The amount of gearing to add is another example of active investment management within PFA’s equities operation.
“Even though we have a so-called passive equities process, we can still lever it up and we can lever it down. So that’s really an active decision”
“Even though we have a so-called passive equities process, we can still lever it up and we can lever it down. So that’s really an active decision,” he says.
PFA’s DKK300bn of equities assets amount to around DKK330bn of market exposure because the pension fund is running 10% leverage.
Tracking error
And while PFA is operating a momentum strategy right now, Lorenzen says the pension fund has methods in place to reduce some of the exposure and lift the tracking error.
“We can reverse it. We can run overlays, leverage, and portfolio insurance on this block,” he says, adding that determining the point at which to deviate from the momentum strategy is another active choice to be made.
“Right now I’m very comfortable to be sitting here with not much tracking error, but I could easily see that at one stage we’re going to take the tracking error up a bit again, and that’s going to be related to risk management.
“At some stage I can easily see we’re going to lighten the exposure to the large US corporates. Defence is also up for discussion,” he adds.
As things stand, the PFA CIO still sees full exposure to US tech companies as a wise position.
“As we get further into the 20s, that’s probably a period when we could say enough is enough – but I’m not sure it’s now,” he says.

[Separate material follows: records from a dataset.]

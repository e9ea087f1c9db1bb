//! Simulated byte-addressable memory.
//!
//! One flat byte vector holds everything the program can take the
//! address of: globals and arrays in a data region bumping upward, and
//! locals in a stack region bumping downward from the top. Pointers are
//! absolute byte indices; words are little-endian.

/// Size of one storage cell in bytes.
pub const WORD: u32 = 4;

#[derive(Debug)]
pub struct Memory {
    bytes: Vec<u8>,
    data_top: u32,
    stack_ptr: u32,
}

impl Memory {
    pub fn new(size: u32) -> Self {
        Self {
            bytes: vec![0; size as usize],
            // Address zero stays unmapped so a null pointer traps.
            data_top: WORD,
            stack_ptr: size,
        }
    }

    /// Reserve `words` cells in the data region; returns the base address.
    pub fn alloc_data(&mut self, words: u32) -> Option<u32> {
        let base = self.data_top;
        let top = base.checked_add(words.checked_mul(WORD)?)?;
        if top > self.stack_ptr {
            return None;
        }
        self.data_top = top;
        Some(base)
    }

    /// Reserve `words` cells on the simulated stack; returns the base
    /// (lowest) address of the run.
    pub fn alloc_stack(&mut self, words: u32) -> Option<u32> {
        let bytes = words.checked_mul(WORD)?;
        let base = self.stack_ptr.checked_sub(bytes)?;
        if base < self.data_top {
            return None;
        }
        self.stack_ptr = base;
        Some(base)
    }

    /// Current stack pointer, for save/restore around scopes.
    #[inline]
    pub fn stack_mark(&self) -> u32 {
        self.stack_ptr
    }

    /// Free everything allocated since the given mark.
    #[inline]
    pub fn stack_release(&mut self, mark: u32) {
        debug_assert!(mark >= self.stack_ptr);
        self.stack_ptr = mark;
    }

    /// Load a little-endian word. `None` on an unmapped address.
    pub fn load(&self, addr: u32) -> Option<u32> {
        self.check(addr)?;
        let i = addr as usize;
        let bytes = [
            self.bytes[i],
            self.bytes[i + 1],
            self.bytes[i + 2],
            self.bytes[i + 3],
        ];
        Some(u32::from_le_bytes(bytes))
    }

    /// Store a little-endian word. `None` on an unmapped address.
    pub fn store(&mut self, addr: u32, value: u32) -> Option<()> {
        self.check(addr)?;
        let i = addr as usize;
        self.bytes[i..i + 4].copy_from_slice(&value.to_le_bytes());
        Some(())
    }

    fn check(&self, addr: u32) -> Option<()> {
        let end = addr.checked_add(WORD)?;
        if addr >= WORD && end as usize <= self.bytes.len() {
            Some(())
        } else {
            None
        }
    }
}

“We’ve been there before, and we’re going to get there again. But there are still good free cashflows in these companies,” the CIO says.
New product profiles
Not only does PFA’s overall equities management remain in bullish mode, but at the level of the individual pension customer, the firm is also in the process of increasing the equities exposure of product profiles.
From 1 April this year, three new investment profiles will replace the four current profiles within the life-cycle approach where the equity portion is gradually phased out towards retirement.

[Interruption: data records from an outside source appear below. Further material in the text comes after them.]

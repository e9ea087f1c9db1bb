//! Abstract syntax tree.
//!
//! A closed family of tagged variants per category, consumed with
//! exhaustive matches by both the interpreter and the code generator.
use std::fmt;

use smol_str::SmolStr;

use crate::error::Pos;

/// Declared storage type of a variable.
#[derive(Debug, Clone, Copy, PartialEq, Eq)]
pub enum Ty {
    U32,
    I32,
    /// 32-bit byte address into the simulated memory.
    Ptr,
}

impl Ty {
    /// Result type when two operands meet in an arithmetic context:
    /// `int32` on either side makes the operation signed.
    #[inline]
    pub fn combine(self, other: Ty) -> Ty {
        if self == Ty::I32 || other == Ty::I32 {
            Ty::I32
        } else {
            Ty::U32
        }
    }

    #[inline]
    pub fn is_signed(self) -> bool {
        self == Ty::I32
    }
}

/// Root node: an ordered list of top-level definitions.
#[derive(Debug)]
pub struct Program {
    pub items: Vec<Item>,
}

impl Program {
    pub fn functions(&self) -> impl Iterator<Item = &FuncDef> {
        self.items.iter().filter_map(|item| match item {
            Item::Func(func) => Some(func),
            Item::Global(_) => None,
        })
    }

    pub fn globals(&self) -> impl Iterator<Item = &Global> {
        self.items.iter().filter_map(|item| match item {
            Item::Global(global) => Some(global),
            Item::Func(_) => None,
        })
    }
}

#[derive(Debug)]
pub enum Item {
    Func(FuncDef),
    Global(Global),
}

/// File-scope variable, array or pointer declaration.
#[derive(Debug)]
pub enum Global {
    Var(VarDecl),
    Array(ArrayDecl),
    Ptr(PtrDecl),
}

#[derive(Debug)]
pub struct FuncDef {
    pub name: SmolStr,
    pub params: Vec<SmolStr>,
    pub body: Block,
    /// Declared with the `interrupt` qualifier. Never scheduled
    /// automatically; runs only when called.
    pub interrupt: bool,
    pub pos: Pos,
}

#[derive(Debug)]
pub struct Block {
    pub stmts: Vec<Stmt>,
}

/// Scalar declaration: `[register|volatile] uint32|int32 name [= expr];`
#[derive(Debug)]
pub struct VarDecl {
    pub name: SmolStr,
    pub ty: Ty,
    pub init: Option<Expr>,
    pub volatile: bool,
    /// Hardware register slot for `register`-qualified variables.
    pub register: Option<u8>,
    pub pos: Pos,
}

/// Array declaration: `uint32 name[len] [= { e, ... }];`
///
/// The length is an integer literal; both back ends need a static size.
#[derive(Debug)]
pub struct ArrayDecl {
    pub name: SmolStr,
    pub ty: Ty,
    pub len: u32,
    pub init: Option<Vec<Expr>>,
    pub volatile: bool,
    pub pos: Pos,
}

/// Pointer declaration: `uint32* name [= expr];`
#[derive(Debug)]
pub struct PtrDecl {
    pub name: SmolStr,
    pub init: Option<Expr>,
    pub volatile: bool,
    pub pos: Pos,
}

#[derive(Debug)]
pub enum Stmt {
    Var(VarDecl),
    Array(ArrayDecl),
    Ptr(PtrDecl),
    Assign {
        target: LValue,
        value: Expr,
        pos: Pos,
    },
    /// `target op= value`, e.g. `x += 1`.
    CompoundAssign {
        target: LValue,
        op: BinOp,
        value: Expr,
        pos: Pos,
    },
    /// `++name;` / `name++;` — statement form only.
    Incr { name: SmolStr, pos: Pos },
    Decr { name: SmolStr, pos: Pos },
    Call(FuncCall),
    If {
        cond: Expr,
        then_branch: Box<Stmt>,
        else_branch: Option<Box<Stmt>>,
        pos: Pos,
    },
    While {
        cond: Expr,
        body: Box<Stmt>,
        pos: Pos,
    },
    DoWhile {
        body: Box<Stmt>,
        cond: Expr,
        pos: Pos,
    },
    For {
        init: Option<Box<Stmt>>,
        cond: Option<Expr>,
        step: Option<Box<Stmt>>,
        body: Box<Stmt>,
        pos: Pos,
    },
    Return { value: Option<Expr>, pos: Pos },
    Break { pos: Pos },
    Continue { pos: Pos },
    Block(Block),
    /// Inline assembly, opaque to the language.
    Asm { body: String, pos: Pos },
}

/// Storage location legal on the left of an assignment.
#[derive(Debug)]
pub enum LValue {
    Name { name: SmolStr, pos: Pos },
    Index {
        name: SmolStr,
        index: Expr,
        pos: Pos,
    },
    Deref { addr: Expr, pos: Pos },
}

impl LValue {
    pub fn pos(&self) -> &Pos {
        match self {
            LValue::Name { pos, .. } => pos,
            LValue::Index { pos, .. } => pos,
            LValue::Deref { pos, .. } => pos,
        }
    }
}

#[derive(Debug)]
pub struct FuncCall {
    pub name: SmolStr,
    pub args: Vec<Expr>,
    pub pos: Pos,
}

#[derive(Debug)]
pub enum Expr {
    Literal { value: u32, pos: Pos },
    Ident { name: SmolStr, pos: Pos },
    Binary {
        op: BinOp,
        lhs: Box<Expr>,
        rhs: Box<Expr>,
        pos: Pos,
    },
    Unary {
        op: UnOp,
        operand: Box<Expr>,
        pos: Pos,
    },
    Call(FuncCall),
    /// `name[index]` — the base must name an array.
    Index {
        name: SmolStr,
        index: Box<Expr>,
        pos: Pos,
    },
    /// `&lvalue`.
    AddrOf { target: Box<LValue>, pos: Pos },
    /// `*addr`.
    Deref { addr: Box<Expr>, pos: Pos },
}

impl Expr {
    pub fn pos(&self) -> &Pos {
        match self {
            Expr::Literal { pos, .. } => pos,
            Expr::Ident { pos, .. } => pos,
            Expr::Binary { pos, .. } => pos,
            Expr::Unary { pos, .. } => pos,
            Expr::Call(call) => &call.pos,
            Expr::Index { pos, .. } => pos,
            Expr::AddrOf { pos, .. } => pos,
            Expr::Deref { pos, .. } => pos,
        }
    }
}

#[derive(Debug, Clone, Copy, PartialEq, Eq)]
pub enum BinOp {
    Add,
    Sub,
    Mul,
    Div,
    Rem,
    BitAnd,
    BitOr,
    BitXor,
    Shl,
    Shr,
    LogicalAnd,
    LogicalOr,
    Eq,
    Ne,
    Lt,
    Le,
    Gt,
    Ge,
}

impl fmt::Display for BinOp {
    #[rustfmt::skip]
    fn fmt(&self, f: &mut fmt::Formatter) -> fmt::Result {
        use BinOp as B;
        match self {
            B::Add        => write!(f, "+"),
            B::Sub        => write!(f, "-"),
            B::Mul        => write!(f, "*"),
            B::Div        => write!(f, "/"),
            B::Rem        => write!(f, "%"),
            B::BitAnd     => write!(f, "&"),
            B::BitOr      => write!(f, "|"),
            B::BitXor     => write!(f, "^"),
            B::Shl        => write!(f, "<<"),
            B::Shr        => write!(f, ">>"),
            B::LogicalAnd => write!(f, "&&"),
            B::LogicalOr  => write!(f, "||"),
            B::Eq         => write!(f, "=="),
            B::Ne         => write!(f, "!="),
            B::Lt         => write!(f, "<"),
            B::Le         => write!(f, "<="),
            B::Gt         => write!(f, ">"),
            B::Ge         => write!(f, ">="),
        }
    }
}

#[derive(Debug, Clone, Copy, PartialEq, Eq)]
pub enum UnOp {
    /// Logical not `!`.
    Not,
    /// Bitwise not `~`.
    BitNot,
    /// Two's-complement negation `-`.
    Neg,
}

impl fmt::Display for UnOp {
    fn fmt(&self, f: &mut fmt::Formatter) -> fmt::Result {
        match self {
            UnOp::Not => write!(f, "!"),
            UnOp::BitNot => write!(f, "~"),
            UnOp::Neg => write!(f, "-"),
        }
    }
}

The new profiles feature a higher proportion of equities, and the phase-out is being adjusted too, to maintain a higher return potential for longer.
Lorenzen says this ramping up of equities exposure is all part of the Danish pension saver journey, which began just before the global financial crisis, from guaranteed product to market-rate pensions and the higher risk and return potential they carry.
“As normal employees, owning equities is also our participation in capitalism,” he notes.
“Equities have historically come with higher returns as well as inflation indexation – but not necessarily with higher risk than so-called risk free assets, such as bonds – which we learned in 2022 are not completely risk-free either,” Lorenzen says.
The higher equity allocation in the product profiles also serves to institutionalise the level of equity risk that PFA is now habitually taking through the portfolio gearing.
“If you systematically run leverage, that’s probably because you don’t have enough risk in your product,” says Lorenzen, but adds that risk management overlays remain an important component in PFA’s investment strategy and processes.